Entries shown:
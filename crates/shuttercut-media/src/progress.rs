//! Progress parsing for ffmpeg's diagnostic stream.
//!
//! ffmpeg reports progress in two shapes: the stats line written to
//! stderr (`frame=.. time=HH:MM:SS.mmm bitrate=..`) and, when run with
//! `-progress`, `key=value` lines such as `out_time_ms=5000`. Both are
//! normalized here to elapsed seconds; malformed or partial lines are
//! ignored rather than treated as errors.

/// Maximum percentage reported while the process is still running.
pub const MAX_RUNNING_PERCENT: f64 = 99.0;

/// Extract elapsed seconds from one line of ffmpeg output, if present.
pub fn parse_elapsed_seconds(line: &str) -> Option<f64> {
    let line = line.trim();

    // -progress style key=value lines.
    if let Some((key, value)) = line.split_once('=') {
        match key {
            "out_time_ms" => {
                if let Ok(ms) = value.trim().parse::<i64>() {
                    return positive(ms as f64 / 1_000.0);
                }
            }
            "out_time_us" => {
                if let Ok(us) = value.trim().parse::<i64>() {
                    return positive(us as f64 / 1_000_000.0);
                }
            }
            _ => {}
        }
    }

    // Stats line with an embedded `time=HH:MM:SS.mmm` field.
    if let Some(rest) = line.split("time=").nth(1) {
        let token = rest.split_whitespace().next()?;
        return parse_timestamp(token);
    }

    None
}

/// Parse an `HH:MM:SS.mmm` timestamp into seconds.
fn parse_timestamp(token: &str) -> Option<f64> {
    let mut parts = token.split(':');
    let hours: f64 = parts.next()?.parse().ok()?;
    let minutes: f64 = parts.next()?.parse().ok()?;
    let seconds: f64 = parts.next()?.parse().ok()?;
    if parts.next().is_some() {
        return None;
    }
    positive(hours * 3600.0 + minutes * 60.0 + seconds)
}

fn positive(value: f64) -> Option<f64> {
    (value.is_finite() && value >= 0.0).then_some(value)
}

/// Converts elapsed seconds into a monotonic completion percentage.
///
/// While the process runs, values are clamped to `[0, 99]` — 100 is
/// reserved for actual process exit — and decreases are swallowed so
/// every observation a caller sees is non-decreasing.
#[derive(Debug)]
pub struct ProgressTracker {
    duration_secs: f64,
    last_percent: f64,
}

impl ProgressTracker {
    /// Create a tracker for a source of the given duration.
    pub fn new(duration_secs: f64) -> Self {
        Self {
            duration_secs,
            last_percent: 0.0,
        }
    }

    /// Observe an elapsed-seconds value.
    ///
    /// Returns the percentage to report, or `None` when the observation
    /// does not advance progress (or the duration is unusable).
    pub fn observe(&mut self, elapsed_secs: f64) -> Option<f64> {
        if self.duration_secs <= 0.0 {
            return None;
        }
        let percent = (elapsed_secs / self.duration_secs * 100.0).clamp(0.0, MAX_RUNNING_PERCENT);
        if percent > self.last_percent {
            self.last_percent = percent;
            Some(percent)
        } else {
            None
        }
    }

    /// Observe one raw output line; convenience over [`parse_elapsed_seconds`].
    pub fn observe_line(&mut self, line: &str) -> Option<f64> {
        parse_elapsed_seconds(line).and_then(|elapsed| self.observe(elapsed))
    }

    /// The highest percentage reported so far.
    pub fn last_percent(&self) -> f64 {
        self.last_percent
    }
}
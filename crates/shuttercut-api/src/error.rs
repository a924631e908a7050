//! API error types.

use axum::http::StatusCode;
use axum::response::{IntoResponse, Response};
use axum::Json;
use serde::Serialize;
use thiserror::Error;

use shuttercut_jobs::JobError;

pub type ApiResult<T> = Result<T, ApiError>;

#[derive(Debug, Error)]
pub enum ApiError {
    #[error("Not found: {0}")]
    NotFound(String),

    #[error("Not ready: {0}")]
    NotReady(String),

    #[error("Bad request: {0}")]
    BadRequest(String),

    #[error("Internal error: {0}")]
    Internal(String),
}

impl ApiError {
    pub fn not_found(msg: impl Into<String>) -> Self {
        Self::NotFound(msg.into())
    }

    pub fn bad_request(msg: impl Into<String>) -> Self {
        Self::BadRequest(msg.into())
    }

    pub fn internal(msg: impl Into<String>) -> Self {
        Self::Internal(msg.into())
    }

    fn status_code(&self) -> StatusCode {
        match self {
            ApiError::NotFound(_) => StatusCode::NOT_FOUND,
            ApiError::NotReady(_) | ApiError::BadRequest(_) => StatusCode::BAD_REQUEST,
            ApiError::Internal(_) => StatusCode::INTERNAL_SERVER_ERROR,
        }
    }
}

impl From<JobError> for ApiError {
    fn from(err: JobError) -> Self {
        match err {
            JobError::NotFound(id) => ApiError::NotFound(format!("Job not found: {id}")),
            JobError::NotReady { id, status } => {
                ApiError::NotReady(format!("Job {id} is not ready (status: {status})"))
            }
            JobError::InvalidSpec(msg) => ApiError::BadRequest(msg),
        }
    }
}

#[derive(Serialize)]
struct ErrorResponse {
    detail: String,
}

impl IntoResponse for ApiError {
    fn into_response(self) -> Response {
        let status = self.status_code();

        // Don't expose internal error details in production
        let detail = match &self {
            ApiError::Internal(_) => {
                if std::env::var("ENVIRONMENT").unwrap_or_default() == "production" {
                    "An internal error occurred".to_string()
                } else {
                    self.to_string()
                }
            }
            _ => self.to_string(),
        };

        (status, Json(ErrorResponse { detail })).into_response()
    }
}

Try it: Pull every line containing "rest" from the entries above and copy it.

Exercise answer:
    if let Some(rest) = line.split("time=").nth(1) {
        let token = rest.split_whitespace().next()?;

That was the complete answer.